Maite Català, gerente de Seguridad y Prevención del consistorio, explicó en declaraciones a los medios este jueves que estas cámaras serán una herramienta complementaria a la presencia policial, destinada a «contribuir a crear mayor seguridad».
La primera fase comenzará en noviembre con la instalación de 134 cámaras, que se concentrarán en los distritos del Eixample y Ciutat Vella, extendiéndose hasta 2026. Esta fase incluye la incorporación de cámaras de vigilancia en Plaza Catalunya, donde se instalarán por primera vez, ya que las cámaras más cercanas estaban ubicadas en el Paseo de Gràcia, Portal de l’Àngel y las Ramblas. De las 134 unidades, aproximadamente 30 serán renovaciones que mejorarán el campo de visión. Otra nueva ubicación vigilada será el Paseo Marítimo, que va desde la Plaza del Mar hasta el puerto olímpico.
Presupuesto y fases
El presupuesto para la primera fase asciende a 3,8 millones de euros. Las fases segunda y tercera, que abarcarán otras 121 cámaras, tendrán un costo conjunto estimado de 4 millones de euros. La implementación de estas fases comenzará en 2026, con previsión de finalización en el primer semestre de 2027. La cuarta y última fase incluirá 245 dispositivos, cuya instalación está prevista para todo el año 2027, momento en que finalizará el plan de vigilancia del Ayuntamiento, estando el total de cámaras en un máximo de 660.

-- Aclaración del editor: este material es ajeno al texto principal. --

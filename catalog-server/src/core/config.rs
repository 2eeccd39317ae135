use std::path::PathBuf;

/// 服务器配置 - 目录平台的所有配置项
///
/// # 环境变量
///
/// 所有配置项都可以通过环境变量覆盖：
///
/// | 环境变量 | 默认值 | 说明 |
/// |----------|--------|------|
/// | WORK_DIR | /var/lib/catalog-server | 工作目录 (数据库、日志) |
/// | HTTP_PORT | 3000 | HTTP 服务端口 |
/// | ENVIRONMENT | development | 运行环境 |
/// | MOCK_DATA | false | 模拟模式 (内存数据库 + 示例数据) |
/// | REQUEST_TIMEOUT_MS | 30000 | 请求超时(毫秒) |
///
/// # 示例
///
/// ```ignore
/// WORK_DIR=/data/catalog HTTP_PORT=8080 cargo run
/// ```
#[derive(Debug, Clone)]
pub struct Config {
    /// 工作目录，存储数据库、日志等文件
    pub work_dir: String,
    /// HTTP API 服务端口
    pub http_port: u16,
    /// 运行环境: development | staging | production
    pub environment: String,
    /// 模拟模式：未配置存储时使用内存数据库和固定示例数据，
    /// 方便本地开发
    pub mock_data: bool,
    /// 请求超时时间 (毫秒)
    pub request_timeout_ms: u64,
}

impl Config {
    /// 从环境变量加载配置
    ///
    /// 如果环境变量未设置，使用默认值。`MOCK_DATA=true` 或完全缺失
    /// `WORK_DIR` 配置时进入模拟模式。
    pub fn from_env() -> Self {
        let work_dir = std::env::var("WORK_DIR").ok();
        let mock_data = std::env::var("MOCK_DATA")
            .ok()
            .and_then(|v| v.parse().ok())
            .unwrap_or_else(|| work_dir.is_none());

        Self {
            work_dir: work_dir.unwrap_or_else(|| "/var/lib/catalog-server".into()),
            http_port: std::env::var("HTTP_PORT")
                .ok()
                .and_then(|p| p.parse().ok())
                .unwrap_or(3000),
            environment: std::env::var("ENVIRONMENT").unwrap_or_else(|_| "development".into()),
            mock_data,
            request_timeout_ms: std::env::var("REQUEST_TIMEOUT_MS")
                .ok()
                .and_then(|p| p.parse().ok())
                .unwrap_or(30000),
        }
    }

    /// 使用自定义值覆盖部分配置
    ///
    /// 常用于测试场景
    pub fn with_overrides(work_dir: impl Into<String>, http_port: u16, mock_data: bool) -> Self {
        let mut config = Self::from_env();
        config.work_dir = work_dir.into();
        config.http_port = http_port;
        config.mock_data = mock_data;
        config
    }

    /// 数据库目录: work_dir/database
    pub fn database_dir(&self) -> PathBuf {
        PathBuf::from(&self.work_dir).join("database")
    }

    /// 日志目录: work_dir/logs
    pub fn logs_dir(&self) -> PathBuf {
        PathBuf::from(&self.work_dir).join("logs")
    }

    /// 确保工作目录结构存在
    pub fn ensure_work_dir_structure(&self) -> std::io::Result<()> {
        std::fs::create_dir_all(self.database_dir())?;
        std::fs::create_dir_all(self.logs_dir())?;
        Ok(())
    }

    /// 是否生产环境
    pub fn is_production(&self) -> bool {
        self.environment == "production"
    }

    /// 是否开发环境
    pub fn is_development(&self) -> bool {
        self.environment == "development"
    }
}

impl Default for Config {
    fn default() -> Self {
        Self::from_env()
    }
}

Además, Català afirmó que el objetivo del gobierno municipal es instalar 500 cámaras más en el próximo mandato.
Órganos de control
Català subrayó la base jurídica que respalda este método de vigilancia, destacando la importancia de mantener el derecho a la intimidad y la imagen, así como el derecho a la seguridad. Para que la instalación de los dispositivos sea aprobada, la gerencia de Seguridad debe presentar la propuesta a la Comisión de Control de Dispositivos de Videovigilancia de Catalunya, presidida por el TSJC. Este organismo tramita la propuesta a la Dirección General de Administración de Seguridad, dependencia del Departamento de Interior de la Generalitat, que finalmente confirma la aprobación.

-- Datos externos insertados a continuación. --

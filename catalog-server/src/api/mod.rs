//! API 路由模块
//!
//! # 结构
//!
//! - [`public`] - 公开目录接口 (getCatalog / searchProducts / getCatalogStats)
//! - [`health`] - 健康检查
//! - [`catalogs`] - 目录管理接口
//! - [`products`] - 产品管理接口
//! - [`categories`] - 分类管理接口
//! - [`clients`] - 客户管理接口
//! - [`diagnostics`] - 数据完整性巡检接口

pub mod health;
pub mod public;

// Data models API
pub mod catalogs;
pub mod categories;
pub mod clients;
pub mod products;

pub mod diagnostics;

// Re-export common types for handlers
pub use crate::utils::{AppError, AppResult};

La gerente enfatizó el control existente en el proceso de instalación de estos dispositivos, asegurando que se garantizan los derechos fundamentales de los ciudadanos.
Criterios
Los criterios para determinar las ubicaciones de las cámaras son tres: los espacios con hechos delictivos, el análisis de espacios vulnerables de ‘Secur’cities’ con incidentes de potenciales múltiples víctimas, y los lugares con conflictos graves de convivencia, tales como lugares propensos a manifestaciones o fiestas populares.
«Comenzamos colocando cámaras en los lugares que cumplen con estos tres criterios, por eso Eixample y Ciutat Vella concentran el primer paquete. Luego, iremos ubicando las cámaras en función de estos criterios», concluyó Català.